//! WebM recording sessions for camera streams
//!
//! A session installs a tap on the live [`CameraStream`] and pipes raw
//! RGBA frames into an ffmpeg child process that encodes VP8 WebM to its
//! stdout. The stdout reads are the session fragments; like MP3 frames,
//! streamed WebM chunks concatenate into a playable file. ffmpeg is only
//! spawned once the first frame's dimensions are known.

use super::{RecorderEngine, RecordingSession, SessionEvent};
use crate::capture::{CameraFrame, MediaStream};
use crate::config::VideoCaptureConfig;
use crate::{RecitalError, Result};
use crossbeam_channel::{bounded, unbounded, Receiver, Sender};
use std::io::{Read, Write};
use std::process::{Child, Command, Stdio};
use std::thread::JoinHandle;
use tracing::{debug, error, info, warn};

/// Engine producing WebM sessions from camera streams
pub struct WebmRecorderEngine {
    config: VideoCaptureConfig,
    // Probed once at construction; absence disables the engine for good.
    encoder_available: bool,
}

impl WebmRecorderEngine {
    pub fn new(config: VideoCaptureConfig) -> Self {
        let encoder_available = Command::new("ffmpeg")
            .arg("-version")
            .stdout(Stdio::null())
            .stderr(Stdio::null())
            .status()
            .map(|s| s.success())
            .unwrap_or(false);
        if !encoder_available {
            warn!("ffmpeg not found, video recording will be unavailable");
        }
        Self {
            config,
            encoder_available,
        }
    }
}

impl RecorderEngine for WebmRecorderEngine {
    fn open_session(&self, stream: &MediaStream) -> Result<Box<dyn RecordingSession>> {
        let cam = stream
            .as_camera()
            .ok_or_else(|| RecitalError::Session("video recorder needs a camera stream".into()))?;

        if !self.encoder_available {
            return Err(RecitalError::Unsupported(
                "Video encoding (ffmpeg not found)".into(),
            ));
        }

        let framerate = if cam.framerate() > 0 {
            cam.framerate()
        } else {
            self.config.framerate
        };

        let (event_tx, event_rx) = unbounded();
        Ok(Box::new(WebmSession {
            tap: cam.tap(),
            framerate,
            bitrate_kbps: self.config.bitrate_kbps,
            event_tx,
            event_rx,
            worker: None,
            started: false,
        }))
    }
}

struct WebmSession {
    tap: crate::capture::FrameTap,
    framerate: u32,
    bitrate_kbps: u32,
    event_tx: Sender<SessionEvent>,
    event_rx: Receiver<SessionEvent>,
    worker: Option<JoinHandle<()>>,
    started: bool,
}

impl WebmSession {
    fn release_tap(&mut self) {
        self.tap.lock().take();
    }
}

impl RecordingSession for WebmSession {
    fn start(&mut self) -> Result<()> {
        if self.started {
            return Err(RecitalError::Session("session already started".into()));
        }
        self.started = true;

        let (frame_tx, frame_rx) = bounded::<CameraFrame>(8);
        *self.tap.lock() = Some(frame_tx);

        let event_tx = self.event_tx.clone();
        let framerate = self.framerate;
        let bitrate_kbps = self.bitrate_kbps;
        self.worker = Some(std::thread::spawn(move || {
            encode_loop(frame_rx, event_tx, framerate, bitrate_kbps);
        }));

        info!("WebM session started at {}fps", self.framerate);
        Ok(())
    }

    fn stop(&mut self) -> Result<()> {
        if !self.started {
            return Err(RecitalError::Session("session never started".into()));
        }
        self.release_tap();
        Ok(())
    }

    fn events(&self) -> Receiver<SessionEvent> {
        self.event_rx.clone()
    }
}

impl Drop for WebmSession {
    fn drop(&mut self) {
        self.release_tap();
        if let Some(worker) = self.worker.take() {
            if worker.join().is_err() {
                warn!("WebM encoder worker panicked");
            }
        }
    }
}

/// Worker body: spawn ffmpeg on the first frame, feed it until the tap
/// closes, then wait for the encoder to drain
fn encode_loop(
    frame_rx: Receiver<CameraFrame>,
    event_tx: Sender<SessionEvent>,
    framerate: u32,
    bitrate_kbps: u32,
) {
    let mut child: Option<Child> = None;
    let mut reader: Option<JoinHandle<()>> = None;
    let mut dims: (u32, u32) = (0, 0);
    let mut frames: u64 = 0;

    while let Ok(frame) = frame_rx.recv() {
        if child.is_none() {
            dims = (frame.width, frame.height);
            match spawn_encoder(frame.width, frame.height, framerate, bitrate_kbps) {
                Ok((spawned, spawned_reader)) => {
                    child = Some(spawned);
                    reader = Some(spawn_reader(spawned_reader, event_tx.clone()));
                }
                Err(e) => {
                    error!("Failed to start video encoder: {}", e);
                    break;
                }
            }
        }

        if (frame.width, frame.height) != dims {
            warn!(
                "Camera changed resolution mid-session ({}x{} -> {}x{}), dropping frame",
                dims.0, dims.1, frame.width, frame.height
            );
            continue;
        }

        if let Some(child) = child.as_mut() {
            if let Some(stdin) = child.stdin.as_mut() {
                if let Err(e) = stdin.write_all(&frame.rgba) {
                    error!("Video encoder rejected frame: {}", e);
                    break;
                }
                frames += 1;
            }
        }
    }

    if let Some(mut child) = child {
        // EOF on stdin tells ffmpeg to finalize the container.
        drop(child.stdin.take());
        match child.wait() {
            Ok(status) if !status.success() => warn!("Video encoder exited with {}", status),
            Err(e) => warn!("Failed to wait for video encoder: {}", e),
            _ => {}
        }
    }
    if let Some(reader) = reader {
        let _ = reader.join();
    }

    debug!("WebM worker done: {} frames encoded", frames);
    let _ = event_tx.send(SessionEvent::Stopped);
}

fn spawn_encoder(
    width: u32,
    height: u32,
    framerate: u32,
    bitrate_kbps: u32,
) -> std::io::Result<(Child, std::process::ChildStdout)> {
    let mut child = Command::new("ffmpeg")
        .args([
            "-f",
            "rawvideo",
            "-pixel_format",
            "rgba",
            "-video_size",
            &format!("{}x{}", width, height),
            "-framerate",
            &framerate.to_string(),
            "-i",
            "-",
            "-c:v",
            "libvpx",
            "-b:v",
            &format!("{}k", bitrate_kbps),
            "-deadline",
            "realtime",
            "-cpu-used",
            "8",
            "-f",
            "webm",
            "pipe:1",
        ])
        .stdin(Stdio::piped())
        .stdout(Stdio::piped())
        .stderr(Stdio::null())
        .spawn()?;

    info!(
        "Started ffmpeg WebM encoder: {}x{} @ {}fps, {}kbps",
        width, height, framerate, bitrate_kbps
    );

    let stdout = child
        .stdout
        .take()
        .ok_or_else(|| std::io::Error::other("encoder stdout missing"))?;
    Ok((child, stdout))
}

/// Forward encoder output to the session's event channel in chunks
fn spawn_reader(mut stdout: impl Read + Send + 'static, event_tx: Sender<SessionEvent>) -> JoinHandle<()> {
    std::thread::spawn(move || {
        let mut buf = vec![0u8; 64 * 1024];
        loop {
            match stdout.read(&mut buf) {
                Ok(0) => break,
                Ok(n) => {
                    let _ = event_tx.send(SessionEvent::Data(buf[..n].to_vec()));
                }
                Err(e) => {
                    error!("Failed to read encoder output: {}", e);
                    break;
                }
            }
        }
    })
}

::::::::

About this task: Could you set down each entry above word for word?

Task result:
//! WebM recording sessions for camera streams
//!
//! A session installs a tap on the live [`CameraStream`] and pipes raw
//! RGBA frames into an ffmpeg child process that encodes VP8 WebM to its
//! stdout. The stdout reads are the session fragments; like MP3 frames,
//! streamed WebM chunks concatenate into a playable file. ffmpeg is only
//! spawned once the first frame's dimensions are known.

use super::{RecorderEngine, RecordingSession, SessionEvent};
use crate::capture::{CameraFrame, MediaStream};
use crate::config::VideoCaptureConfig;
use crate::{RecitalError, Result};
use crossbeam_channel::{bounded, unbounded, Receiver, Sender};
use std::io::{Read, Write};
use std::process::{Child, Command, Stdio};
use std::thread::JoinHandle;
use tracing::{debug, error, info, warn};

/// Engine producing WebM sessions from camera streams
pub struct WebmRecorderEngine {
    config: VideoCaptureConfig,
    // Probed once at construction; absence disables the engine for good.
    encoder_available: bool,
}

impl WebmRecorderEngine {
    pub fn new(config: VideoCaptureConfig) -> Self {
        let encoder_available = Command::new("ffmpeg")
            .arg("-version")
            .stdout(Stdio::null())
            .stderr(Stdio::null())
            .status()
            .map(|s| s.success())
            .unwrap_or(false);
        if !encoder_available {
            warn!("ffmpeg not found, video recording will be unavailable");
        }
        Self {
            config,
            encoder_available,
        }
    }
}

impl RecorderEngine for WebmRecorderEngine {
    fn open_session(&self, stream: &MediaStream) -> Result<Box<dyn RecordingSession>> {
        let cam = stream
            .as_camera()
            .ok_or_else(|| RecitalError::Session("video recorder needs a camera stream".into()))?;

        if !self.encoder_available {
            return Err(RecitalError::Unsupported(
                "Video encoding (ffmpeg not found)".into(),
            ));
        }

        let framerate = if cam.framerate() > 0 {
            cam.framerate()
        } else {
            self.config.framerate
        };

        let (event_tx, event_rx) = unbounded();
        Ok(Box::new(WebmSession {
            tap: cam.tap(),
            framerate,
            bitrate_kbps: self.config.bitrate_kbps,
            event_tx,
            event_rx,
            worker: None,
            started: false,
        }))
    }
}

struct WebmSession {
    tap: crate::capture::FrameTap,
    framerate: u32,
    bitrate_kbps: u32,
    event_tx: Sender<SessionEvent>,
    event_rx: Receiver<SessionEvent>,
    worker: Option<JoinHandle<()>>,
    started: bool,
}

impl WebmSession {
    fn release_tap(&mut self) {
        self.tap.lock().take();
    }
}

impl RecordingSession for WebmSession {
    fn start(&mut self) -> Result<()> {
        if self.started {
            return Err(RecitalError::Session("session already started".into()));
        }
        self.started = true;

        let (frame_tx, frame_rx) = bounded::<CameraFrame>(8);
        *self.tap.lock() = Some(frame_tx);

        let event_tx = self.event_tx.clone();
        let framerate = self.framerate;
        let bitrate_kbps = self.bitrate_kbps;
        self.worker = Some(std::thread::spawn(move || {
            encode_loop(frame_rx, event_tx, framerate, bitrate_kbps);
        }));

        info!("WebM session started at {}fps", self.framerate);
        Ok(())
    }

    fn stop(&mut self) -> Result<()> {
        if !self.started {
            return Err(RecitalError::Session("session never started".into()));
        }
        self.release_tap();
        Ok(())
    }

    fn events(&self) -> Receiver<SessionEvent> {
        self.event_rx.clone()
    }
}

impl Drop for WebmSession {
    fn drop(&mut self) {
        self.release_tap();
        if let Some(worker) = self.worker.take() {
            if worker.join().is_err() {
                warn!("WebM encoder worker panicked");
            }
        }
    }
}

/// Worker body: spawn ffmpeg on the first frame, feed it until the tap
/// closes, then wait for the encoder to drain
fn encode_loop(
    frame_rx: Receiver<CameraFrame>,
    event_tx: Sender<SessionEvent>,
    framerate: u32,
    bitrate_kbps: u32,
) {
    let mut child: Option<Child> = None;
    let mut reader: Option<JoinHandle<()>> = None;
    let mut dims: (u32, u32) = (0, 0);
    let mut frames: u64 = 0;

    while let Ok(frame) = frame_rx.recv() {
        if child.is_none() {
            dims = (frame.width, frame.height);
            match spawn_encoder(frame.width, frame.height, framerate, bitrate_kbps) {
                Ok((spawned, spawned_reader)) => {
                    child = Some(spawned);
                    reader = Some(spawn_reader(spawned_reader, event_tx.clone()));
                }
                Err(e) => {
                    error!("Failed to start video encoder: {}", e);
                    break;
                }
            }
        }

        if (frame.width, frame.height) != dims {
            warn!(
                "Camera changed resolution mid-session ({}x{} -> {}x{}), dropping frame",
                dims.0, dims.1, frame.width, frame.height
            );
            continue;
        }

        if let Some(child) = child.as_mut() {
            if let Some(stdin) = child.stdin.as_mut() {
                if let Err(e) = stdin.write_all(&frame.rgba) {
                    error!("Video encoder rejected frame: {}", e);
                    break;
                }
                frames += 1;
            }
        }
    }

    if let Some(mut child) = child {
        // EOF on stdin tells ffmpeg to finalize the container.
        drop(child.stdin.take());
        match child.wait() {
            Ok(status) if !status.success() => warn!("Video encoder exited with {}", status),
            Err(e) => warn!("Failed to wait for video encoder: {}", e),
            _ => {}
        }
    }
    if let Some(reader) = reader {
        let _ = reader.join();
    }

    debug!("WebM worker done: {} frames encoded", frames);
    let _ = event_tx.send(SessionEvent::Stopped);
}

fn spawn_encoder(
    width: u32,
    height: u32,
    framerate: u32,
    bitrate_kbps: u32,
) -> std::io::Result<(Child, std::process::ChildStdout)> {
    let mut child = Command::new("ffmpeg")
        .args([
            "-f",
            "rawvideo",
            "-pixel_format",
            "rgba",
            "-video_size",
            &format!("{}x{}", width, height),
            "-framerate",
            &framerate.to_string(),
            "-i",
            "-",
            "-c:v",
            "libvpx",
            "-b:v",
            &format!("{}k", bitrate_kbps),
            "-deadline",
            "realtime",
            "-cpu-used",
            "8",
            "-f",
            "webm",
            "pipe:1",
        ])
        .stdin(Stdio::piped())
        .stdout(Stdio::piped())
        .stderr(Stdio::null())
        .spawn()?;

    info!(
        "Started ffmpeg WebM encoder: {}x{} @ {}fps, {}kbps",
        width, height, framerate, bitrate_kbps
    );

    let stdout = child
        .stdout
        .take()
        .ok_or_else(|| std::io::Error::other("encoder stdout missing"))?;
    Ok((child, stdout))
}

/// Forward encoder output to the session's event channel in chunks
fn spawn_reader(mut stdout: impl Read + Send + 'static, event_tx: Sender<SessionEvent>) -> JoinHandle<()> {
    std::thread::spawn(move || {
        let mut buf = vec![0u8; 64 * 1024];
        loop {
            match stdout.read(&mut buf) {
                Ok(0) => break,
                Ok(n) => {
                    let _ = event_tx.send(SessionEvent::Data(buf[..n].to_vec()));
                }
                Err(e) => {
                    error!("Failed to read encoder output: {}", e);
                    break;
                }
            }
        }
    })
}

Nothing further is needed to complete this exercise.